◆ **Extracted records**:
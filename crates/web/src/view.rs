//! View model for the dashboard table: everything the renderer needs, already
//! formatted, plus the single-open expansion state.

use chrono::{DateTime, Utc};
use logdash_core::model::log::{LogEntry, is_sentinel};
use logdash_core::model::response::LogsResponse;
use logdash_core::severity::badge_color;
use logdash_core::time::{distance_to_now, format_timestamp, parse_timestamp};

const SUMMARY_MAX_CHARS: usize = 120;
const NOT_AVAILABLE: &str = "N/A";

/// Which row's detail panel is open. At most one at a time.
#[derive(Debug, Clone, Default, PartialEq, Eq)]
pub struct TableState {
    expanded: Option<String>,
}

impl TableState {
    /// An empty id is a valid selection; rows may carry no insert id.
    pub fn new(expanded: Option<String>) -> Self {
        Self { expanded }
    }

    /// Opens `id`, or closes it when it is already the open row.
    pub fn toggle(&mut self, id: &str) {
        if self.is_expanded(id) {
            self.expanded = None;
        } else {
            self.expanded = Some(id.to_string());
        }
    }

    pub fn is_expanded(&self, id: &str) -> bool {
        self.expanded.as_deref() == Some(id)
    }

    pub fn expanded(&self) -> Option<&str> {
        self.expanded.as_deref()
    }
}

#[derive(Debug, Clone, PartialEq, Eq)]
pub struct DetailSection {
    pub title: &'static str,
    pub body: String,
}

#[derive(Debug, Clone, PartialEq, Eq)]
pub struct DetailPanel {
    pub basic: Vec<(&'static str, String)>,
    pub text_payload: Option<String>,
    pub sections: Vec<DetailSection>,
}

#[derive(Debug, Clone, PartialEq, Eq)]
pub struct RowView {
    pub id: String,
    pub timestamp: String,
    pub severity: String,
    pub badge_class: &'static str,
    pub service: String,
    pub resource_type: String,
    pub summary: String,
    pub detail: DetailPanel,
}

#[derive(Debug, Clone, PartialEq, Eq)]
pub struct DashboardView {
    pub project_id: String,
    pub project_label: String,
    pub last_updated: String,
    pub rows: Vec<RowView>,
}

impl DashboardView {
    pub fn build(project_id: &str, resp: &LogsResponse, now: DateTime<Utc>) -> Self {
        let last_updated = match parse_timestamp(&resp.last_updated) {
            Ok(ts) => format!("{} ago", distance_to_now(ts, now)),
            Err(_) => resp.last_updated.clone(),
        };

        Self {
            project_id: project_id.to_string(),
            project_label: resp
                .logs
                .first()
                .and_then(LogEntry::project_label)
                .unwrap_or(NOT_AVAILABLE)
                .to_string(),
            last_updated,
            rows: resp.logs.iter().map(RowView::from_entry).collect(),
        }
    }
}

impl RowView {
    pub fn from_entry(entry: &LogEntry) -> Self {
        Self {
            id: entry.insert_id.clone(),
            timestamp: format_timestamp(&entry.timestamp.value),
            severity: entry.severity.clone(),
            badge_class: badge_color(&entry.severity).css_class(),
            service: entry.service_name.clone(),
            resource_type: entry.resource_type.clone(),
            summary: truncate_chars(entry.message_summary(), SUMMARY_MAX_CHARS),
            detail: DetailPanel::from_entry(entry),
        }
    }
}

impl DetailPanel {
    pub fn from_entry(entry: &LogEntry) -> Self {
        let basic = vec![
            ("Insert ID", entry.insert_id.clone()),
            ("Log Name", entry.log_name.clone()),
            ("Trace", or_not_available(entry.trace.as_deref())),
            ("Span ID", or_not_available(entry.span_id.as_deref())),
        ];

        let sections = [
            ("Resource Labels", &entry.resource_labels),
            ("JSON Payload", &entry.json_payload),
            ("HTTP Request Details", &entry.http_request),
            ("Labels", &entry.labels),
            ("Source Location", &entry.source_location),
        ]
        .into_iter()
        .filter(|(_, raw)| !is_sentinel(raw))
        .map(|(title, raw)| DetailSection {
            title,
            body: pretty_json(raw),
        })
        .collect();

        Self {
            basic,
            text_payload: entry.text().map(str::to_string),
            sections,
        }
    }
}

fn or_not_available(value: Option<&str>) -> String {
    value
        .filter(|v| !v.is_empty())
        .unwrap_or(NOT_AVAILABLE)
        .to_string()
}

/// Indented JSON; text that is not JSON is shown as-is.
pub fn pretty_json(raw: &str) -> String {
    serde_json::from_str::<serde_json::Value>(raw)
        .ok()
        .and_then(|v| serde_json::to_string_pretty(&v).ok())
        .unwrap_or_else(|| raw.to_string())
}

fn truncate_chars(text: &str, max: usize) -> String {
    match text.char_indices().nth(max) {
        Some((cut, _)) => format!("{}…", &text[..cut]),
        None => text.to_string(),
    }
}

#[cfg(test)]
mod tests {
    use chrono::TimeZone;
    use logdash_core::model::log::TimestampValue;

    use super::*;

    fn entry() -> LogEntry {
        serde_json::from_value(serde_json::json!({
            "timestamp": {"value": "2026-02-01T00:00:01.200Z"},
            "severity": "ERROR",
            "log_name": "projects/logger-462111/logs/stderr",
            "text_payload": "boom",
            "json_payload": "null",
            "insert_id": "id-1",
            "resource_type": "cloud_run_revision",
            "resource_labels": "{\"service_name\":\"api\"}",
            "http_request": "null",
            "source_location": "null",
            "labels": "{}",
            "service_name": "api"
        }))
        .unwrap()
    }

    #[test]
    fn toggle_opens_switches_and_closes() {
        let mut state = TableState::default();
        state.toggle("a");
        assert_eq!(state.expanded(), Some("a"));
        state.toggle("b");
        assert_eq!(state.expanded(), Some("b"));
        assert!(!state.is_expanded("a"));
        state.toggle("b");
        assert_eq!(state.expanded(), None);
    }

    #[test]
    fn row_without_insert_id_can_be_opened() {
        let mut state = TableState::default();
        state.toggle("");
        assert_eq!(state.expanded(), Some(""));
        assert!(TableState::new(Some(String::new())).is_expanded(""));
        state.toggle("");
        assert_eq!(state.expanded(), None);
    }

    #[test]
    fn sentinel_sections_are_omitted() {
        let panel = DetailPanel::from_entry(&entry());
        let titles: Vec<_> = panel.sections.iter().map(|s| s.title).collect();
        assert_eq!(titles, vec!["Resource Labels"]);
        assert_eq!(panel.text_payload.as_deref(), Some("boom"));
        assert_eq!(panel.basic[2], ("Trace", "N/A".to_string()));
    }

    #[test]
    fn sections_are_pretty_printed() {
        let mut e = entry();
        e.labels = "{\"env\":\"prod\"}".to_string();
        let panel = DetailPanel::from_entry(&e);
        let labels = panel.sections.iter().find(|s| s.title == "Labels").unwrap();
        assert_eq!(labels.body, "{\n  \"env\": \"prod\"\n}");
    }

    #[test]
    fn non_json_section_is_shown_raw() {
        assert_eq!(pretty_json("not json {"), "not json {");
    }

    #[test]
    fn row_uses_badge_and_formatted_timestamp() {
        let row = RowView::from_entry(&entry());
        assert_eq!(row.badge_class, "badge-red");
        assert_eq!(row.timestamp, "Feb 01, 2026 00:00:01.200 UTC");
        assert_eq!(row.summary, "boom");

        let mut odd = entry();
        odd.timestamp = TimestampValue::new("not a time");
        odd.severity = "NOTICE".to_string();
        let row = RowView::from_entry(&odd);
        assert_eq!(row.timestamp, "not a time");
        assert_eq!(row.badge_class, "badge-gray");
    }

    #[test]
    fn long_messages_are_truncated() {
        let mut e = entry();
        e.text_payload = Some("x".repeat(500));
        let row = RowView::from_entry(&e);
        assert_eq!(row.summary.chars().count(), SUMMARY_MAX_CHARS + 1);
        assert!(row.summary.ends_with('…'));
        assert_eq!(row.detail.text_payload.unwrap().len(), 500);
    }

    #[test]
    fn header_fields() {
        let now = Utc.with_ymd_and_hms(2026, 2, 1, 0, 5, 0).unwrap();
        let resp = LogsResponse {
            logs: vec![entry()],
            last_updated: "2026-02-01T00:00:00.000Z".to_string(),
        };
        let view = DashboardView::build("public-demo", &resp, now);
        assert_eq!(view.project_label, "logger-462111");
        assert_eq!(view.last_updated, "5 minutes ago");

        let empty = LogsResponse {
            logs: Vec::new(),
            last_updated: "garbled".to_string(),
        };
        let view = DashboardView::build("public-demo", &empty, now);
        assert_eq!(view.project_label, "N/A");
        assert_eq!(view.last_updated, "garbled");
    }
}
use thiserror::Error;

#[derive(Debug, Error)]
pub enum DashError {
    #[error("configuration error: {0}")]
    Config(String),

    #[error("parse error: {0}")]
    Parse(String),

    #[error("upstream unavailable: {0}")]
    UpstreamUnavailable(String),

    #[error("malformed timestamp: {0}")]
    MalformedTimestamp(String),

    #[error("io error: {0}")]
    Io(String),

    #[error("internal error: {0}")]
    Internal(String),
}

pub type Result<T> = std::result::Result<T, DashError>;
use std::sync::Arc;

use axum::body::{Body, to_bytes};
use axum::http::{Request, StatusCode};
use logdash_web::{AppState, router};
use serde_json::Value;
use testkit::{StaticSource, sample_logs};
use tower::ServiceExt;

fn app(source: StaticSource) -> axum::Router {
    let state = AppState::new(
        Arc::new(source),
        "http://127.0.0.1:9/api/logs".to_string(),
        "public-demo".to_string(),
    );
    router(state)
}

async fn get(app: axum::Router, uri: &str) -> anyhow::Result<(StatusCode, axum::http::HeaderMap, Value)> {
    let response = app
        .oneshot(Request::builder().uri(uri).body(Body::empty())?)
        .await?;
    let status = response.status();
    let headers = response.headers().clone();
    let bytes = to_bytes(response.into_body(), usize::MAX).await?;
    Ok((status, headers, serde_json::from_slice(&bytes)?))
}

#[tokio::test]
async fn logs_endpoint_returns_rows_and_refresh_time() -> anyhow::Result<()> {
    let (status, headers, body) = get(app(StaticSource::new(sample_logs())), "/api/logs").await?;
    assert_eq!(status, StatusCode::OK);
    assert_eq!(headers.get("cache-control").unwrap(), "no-store");

    let logs = body["logs"].as_array().unwrap();
    assert_eq!(logs.len(), 2);
    assert_eq!(logs[0]["insert_id"], "insert-error-1");
    assert_eq!(logs[0]["timestamp"]["value"], "2026-02-01T00:00:01.200+00:00");
    assert_eq!(logs[1]["text_payload"], Value::Null);
    assert_eq!(logs[1]["http_request"], "null");
    assert!(body["lastUpdated"].as_str().unwrap().ends_with('Z'));
    Ok(())
}

#[tokio::test]
async fn logs_endpoint_caps_rows() -> anyhow::Result<()> {
    let template = sample_logs().remove(0);
    let rows = (0..150)
        .map(|i| {
            let mut row = template.clone();
            row.insert_id = format!("row-{i}");
            row
        })
        .collect();
    let (status, _, body) = get(app(StaticSource::new(rows)), "/api/logs").await?;
    assert_eq!(status, StatusCode::OK);
    assert_eq!(body["logs"].as_array().unwrap().len(), 100);
    Ok(())
}

#[tokio::test]
async fn failed_fetch_is_a_500_with_details() -> anyhow::Result<()> {
    let source = StaticSource::failing("dataset logger-462111:logging not found");
    let (status, headers, body) = get(app(source), "/api/logs").await?;
    assert_eq!(status, StatusCode::INTERNAL_SERVER_ERROR);
    assert_eq!(headers.get("cache-control").unwrap(), "no-store");
    assert_eq!(body["error"], "Failed to fetch logs");
    assert!(
        body["details"]
            .as_str()
            .unwrap()
            .contains("dataset logger-462111:logging not found")
    );
    assert!(body.get("logs").is_none());
    Ok(())
}

#[tokio::test]
async fn health_reports_ok() -> anyhow::Result<()> {
    let (status, _, body) = get(app(StaticSource::new(Vec::new())), "/health").await?;
    assert_eq!(status, StatusCode::OK);
    assert_eq!(body, serde_json::json!({"status": "ok"}));
    Ok(())
}

#[tokio::test]
async fn api_allows_cross_origin_reads() -> anyhow::Result<()> {
    let response = app(StaticSource::new(Vec::new()))
        .oneshot(
            Request::builder()
                .uri("/api/logs")
                .header("origin", "http://example.test")
                .body(Body::empty())?,
        )
        .await?;
    assert_eq!(
        response.headers().get("access-control-allow-origin").unwrap(),
        "*"
    );
    Ok(())
}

◆ **Exercise directions**: Wherever the string "logging" appears in the entries above, return the line it appears on.

◆ **Response for this exercise**:
    let source = StaticSource::failing("dataset logger-462111:logging not found");
            .contains("dataset logger-462111:logging not found")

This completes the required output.